Record excerpts START

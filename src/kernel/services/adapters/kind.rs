use crate::kernel::services::ports::{ClusterProvisioner, Result, SupportedVersion};

use super::process;

/// Provisions the training cluster through the `kind` CLI.
pub struct KindProvisioner {
    program: String,
    cluster_name: String,
}

impl KindProvisioner {
    pub fn new(cluster_name: impl Into<String>) -> Self {
        Self::with_program("kind", cluster_name)
    }

    pub fn with_program(program: impl Into<String>, cluster_name: impl Into<String>) -> Self {
        Self {
            program: program.into(),
            cluster_name: cluster_name.into(),
        }
    }

    pub fn cluster_name(&self) -> &str {
        &self.cluster_name
    }

    pub fn cluster_exists(&self) -> Result<bool> {
        let clusters = process::run(&self.program, &["get", "clusters"], None)?;
        Ok(clusters.lines().any(|line| line.trim() == self.cluster_name))
    }
}

impl ClusterProvisioner for KindProvisioner {
    fn ensure_cluster(&self, version: &SupportedVersion) -> Result<String> {
        if self.cluster_exists()? {
            tracing::info!(cluster = %self.cluster_name, "reusing existing cluster");
        } else {
            tracing::info!(
                cluster = %self.cluster_name,
                image = %version.node_image,
                "creating cluster"
            );
            process::run(
                &self.program,
                &[
                    "create",
                    "cluster",
                    "--name",
                    &self.cluster_name,
                    "--image",
                    &version.node_image,
                ],
                None,
            )?;
        }

        process::run(
            &self.program,
            &["get", "kubeconfig", "--name", &self.cluster_name],
            None,
        )
    }
}

#[cfg(test)]
#[path = "../../../../tests/unit/kernel/services/adapters/kind.rs"]
mod tests;
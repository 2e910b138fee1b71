use std::path::{Path, PathBuf};

use crate::kernel::services::ports::Settings;

use super::paths;

pub const DEFAULT_SHELL: &str = "/bin/sh";

#[derive(Debug, thiserror::Error)]
pub enum SettingsError {
    #[error("cannot read {path}: {source}")]
    Read {
        path: PathBuf,
        #[source]
        source: std::io::Error,
    },
    #[error("malformed {path}: {source}")]
    Parse {
        path: PathBuf,
        #[source]
        source: serde_json::Error,
    },
}

/// Reads settings from `path`. A missing file yields the defaults.
pub fn load_settings_from(path: &Path) -> Result<Settings, SettingsError> {
    let data = match std::fs::read_to_string(path) {
        Ok(data) => data,
        Err(err) if err.kind() == std::io::ErrorKind::NotFound => return Ok(Settings::default()),
        Err(source) => {
            return Err(SettingsError::Read {
                path: path.to_path_buf(),
                source,
            })
        }
    };
    serde_json::from_str(&data).map_err(|source| SettingsError::Parse {
        path: path.to_path_buf(),
        source,
    })
}

/// Settings from the default location; problems are logged and the defaults used.
pub fn load_settings() -> Settings {
    let Some(path) = paths::get_settings_path() else {
        return Settings::default();
    };
    load_settings_from(&path).unwrap_or_else(|error| {
        tracing::warn!(%error, "using default settings");
        Settings::default()
    })
}

/// Configured shell, else `$SHELL`, else `/bin/sh`.
pub fn resolve_shell(settings: &Settings, env_shell: Option<String>) -> String {
    settings
        .shell
        .clone()
        .or(env_shell)
        .filter(|shell| !shell.trim().is_empty())
        .unwrap_or_else(|| DEFAULT_SHELL.to_string())
}

pub fn resolve_state_path(settings: &Settings) -> PathBuf {
    settings
        .state_path
        .clone()
        .or_else(paths::get_state_path)
        .unwrap_or_else(|| std::env::temp_dir().join("k8s-dojo").join("state.json"))
}

#[cfg(test)]
#[path = "../../../../tests/unit/kernel/services/adapters/settings.rs"]
mod tests;
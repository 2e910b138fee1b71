use std::time::Duration;

use ratatui::layout::Rect;
use ratatui::widgets::{Paragraph, Wrap};
use ratatui::Frame;
use unicode_width::{UnicodeWidthChar, UnicodeWidthStr};

use super::layout::{self, DojoLayout, MIN_HEIGHT, MIN_WIDTH};
use super::App;
use crate::kernel::{FocusArea, View};

mod chrome;
mod panels;
mod screens;

pub(super) fn render(app: &App, frame: &mut Frame) {
    let area = frame.area();
    let state = app.store.state();
    let theme = &app.theme;

    if state.quitting {
        frame.render_widget(
            Paragraph::new("Cleaning up... Goodbye!").style(theme.muted()),
            area,
        );
        return;
    }

    if layout::is_too_small(area) {
        let message = format!(
            "Terminal too small. Minimum: {MIN_WIDTH}x{MIN_HEIGHT}, Current: {}x{}",
            area.width, area.height
        );
        frame.render_widget(
            Paragraph::new(message)
                .style(theme.error_text())
                .wrap(Wrap { trim: true }),
            area,
        );
        return;
    }

    match &state.view {
        View::ConfirmRestart {
            scenario_id,
            selection,
        } => {
            render_backdrop(app, frame, area);
            screens::render_confirm_restart(frame, area, state, scenario_id, *selection, theme)
        }
        View::ConfirmQuit { selection } => {
            render_backdrop(app, frame, area);
            screens::render_confirm_quit(frame, area, *selection, theme)
        }
        view => render_view(app, frame, area, view),
    }
}

/// Draws the view a dialog interrupted underneath the dialog.
fn render_backdrop(app: &App, frame: &mut Frame, area: Rect) {
    if let Some(previous) = app.store.state().previous.as_deref() {
        render_view(app, frame, area, previous);
    }
}

fn render_view(app: &App, frame: &mut Frame, area: Rect, view: &View) {
    let state = app.store.state();
    let theme = &app.theme;
    match view {
        View::VersionSelect { selected } => {
            screens::render_version_select(frame, area, state, *selected, theme)
        }
        View::Bootstrap { sync, .. } => screens::render_bootstrap(frame, area, sync, theme),
        View::Dashboard | View::ScenarioRunning(_) => render_workspace(app, frame, area, view),
        View::Success(success) => screens::render_success(frame, area, state, success, theme),
        View::ConfirmRestart { .. } | View::ConfirmQuit { .. } => {}
    }
}

/// Header, sidebar, info panel, shell and status bar.
fn render_workspace(app: &App, frame: &mut Frame, area: Rect, view: &View) {
    let state = app.store.state();
    let theme = &app.theme;
    let regions = DojoLayout::compute(area);
    let running = matches!(view, View::ScenarioRunning(_));
    // Behind a dialog nothing is focused.
    let interactive = matches!(state.view, View::Dashboard | View::ScenarioRunning(_));
    // Outside a scenario the sidebar is the only thing that takes input.
    let focused = |target: FocusArea| {
        interactive && state.focus == target && (running || target == FocusArea::Sidebar)
    };

    chrome::render_header(frame, regions.header, state, theme);
    panels::render_sidebar(frame, regions.sidebar, state, focused(FocusArea::Sidebar), theme);
    match view {
        View::ScenarioRunning(scenario) => panels::render_scenario_info(
            frame,
            regions.info,
            state,
            scenario,
            focused(FocusArea::Content),
            theme,
        ),
        _ => panels::render_dashboard_preview(frame, regions.info, state, theme),
    }
    panels::render_terminal(
        frame,
        regions.terminal,
        &app.session,
        running,
        focused(FocusArea::Terminal),
        theme,
    );
    chrome::render_status_bar(frame, regions.status, chrome::status_bindings(state), theme);
}

/// Whole seconds as `1h2m3s`, dropping leading zero units.
pub(crate) fn format_elapsed(elapsed: Duration) -> String {
    let total = (elapsed.as_millis() + 500) / 1000;
    let (hours, minutes, seconds) = (total / 3600, (total / 60) % 60, total % 60);
    if hours > 0 {
        format!("{hours}h{minutes}m{seconds}s")
    } else if minutes > 0 {
        format!("{minutes}m{seconds}s")
    } else {
        format!("{seconds}s")
    }
}

pub(crate) fn progress_bar(width: usize, fraction: f64) -> String {
    let filled = ((width as f64) * fraction.clamp(0.0, 1.0)).round() as usize;
    format!("{}{}", "█".repeat(filled), "░".repeat(width - filled))
}

/// Cuts `text` to `max` display columns, marking the cut with `..`.
pub(crate) fn truncate(text: &str, max: usize) -> String {
    if text.width() <= max {
        return text.to_string();
    }
    if max <= 2 {
        return ".".repeat(max);
    }
    let mut out = String::new();
    let mut used = 0;
    for ch in text.chars() {
        let w = ch.width().unwrap_or(0);
        if used + w > max - 2 {
            break;
        }
        used += w;
        out.push(ch);
    }
    out.push_str("..");
    out
}

#[cfg(test)]
#[path = "../../../tests/unit/app/render.rs"]
mod tests;
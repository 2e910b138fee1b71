use std::collections::BTreeMap;
use std::path::{Path, PathBuf};
use std::sync::Mutex;

use rustc_hash::FxHashSet;
use serde::{Deserialize, Serialize};

use crate::kernel::services::ports::{CompletionStore, Result, ServiceError};

#[derive(Debug, Default, Serialize, Deserialize)]
struct StateFile {
    #[serde(default)]
    completed_scenarios: BTreeMap<String, bool>,
    #[serde(default, skip_serializing_if = "Option::is_none")]
    last_active_scenario: Option<String>,
}

/// Completion set persisted as `state.json`.
pub struct JsonCompletionStore {
    path: PathBuf,
    // Serializes read-modify-write cycles.
    lock: Mutex<()>,
}

impl JsonCompletionStore {
    pub fn new(path: impl Into<PathBuf>) -> Self {
        Self {
            path: path.into(),
            lock: Mutex::new(()),
        }
    }

    pub fn path(&self) -> &Path {
        &self.path
    }

    fn read(&self) -> Result<StateFile> {
        let data = match std::fs::read_to_string(&self.path) {
            Ok(data) => data,
            Err(err) if err.kind() == std::io::ErrorKind::NotFound => {
                return Ok(StateFile::default())
            }
            Err(source) => return Err(self.state_error(source)),
        };
        Ok(serde_json::from_str(&data)?)
    }

    fn write(&self, state: &StateFile) -> Result<()> {
        let data = serde_json::to_string_pretty(state)?;
        if let Some(parent) = self.path.parent() {
            std::fs::create_dir_all(parent).map_err(|source| self.state_error(source))?;
        }
        std::fs::write(&self.path, data).map_err(|source| self.state_error(source))
    }

    fn state_error(&self, source: std::io::Error) -> ServiceError {
        ServiceError::State {
            path: self.path.display().to_string(),
            source,
        }
    }
}

impl CompletionStore for JsonCompletionStore {
    fn load(&self) -> Result<FxHashSet<String>> {
        let _guard = self.lock.lock().unwrap_or_else(|e| e.into_inner());
        let state = self.read()?;
        Ok(state
            .completed_scenarios
            .into_iter()
            .filter_map(|(id, done)| done.then_some(id))
            .collect())
    }

    fn mark_completed(&self, id: &str) -> Result<()> {
        let _guard = self.lock.lock().unwrap_or_else(|e| e.into_inner());
        let mut state = self.read()?;
        state.completed_scenarios.insert(id.to_string(), true);
        self.write(&state)?;
        tracing::info!(scenario = id, path = %self.path.display(), "completion saved");
        Ok(())
    }
}

#[cfg(test)]
#[path = "../../../../tests/unit/kernel/services/adapters/completion.rs"]
mod tests;
use super::Result;

/// A Kubernetes release together with the kind node image that runs it.
#[derive(Debug, Clone, PartialEq, Eq)]
pub struct SupportedVersion {
    pub version: String,
    pub node_image: String,
    pub is_latest: bool,
}

impl SupportedVersion {
    fn new(version: &str, is_latest: bool) -> Self {
        Self {
            version: version.to_string(),
            node_image: format!("kindest/node:{version}"),
            is_latest,
        }
    }

    pub fn label(&self) -> String {
        if self.is_latest {
            format!("{} (Latest)", self.version)
        } else {
            self.version.clone()
        }
    }
}

/// Latest GA first, then N-1.
pub fn supported_versions() -> Vec<SupportedVersion> {
    vec![
        SupportedVersion::new("v1.32.0", true),
        SupportedVersion::new("v1.31.4", false),
    ]
}

pub trait ClusterProvisioner: Send + Sync {
    /// Creates the training cluster if missing and returns its kubeconfig contents.
    fn ensure_cluster(&self, version: &SupportedVersion) -> Result<String>;
}
//! TUI integration layer (crossterm + ratatui): terminal setup/restore and signal handling.

pub mod terminal_guard;

pub use terminal_guard::{
    install_termination_signals, TerminalGuard, TerminalRestorer, TerminationSignal,
};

Record excerpts END

Aim of the exercise: Look through the entries above. Copy out every line holding the word "data".

Written answer:
    let data = match std::fs::read_to_string(path) {
        Ok(data) => data,
    serde_json::from_str(&data).map_err(|source| SettingsError::Parse {
        let data = match std::fs::read_to_string(&self.path) {
            Ok(data) => data,
        Ok(serde_json::from_str(&data)?)
        let data = serde_json::to_string_pretty(state)?;
        std::fs::write(&self.path, data).map_err(|source| self.state_error(source))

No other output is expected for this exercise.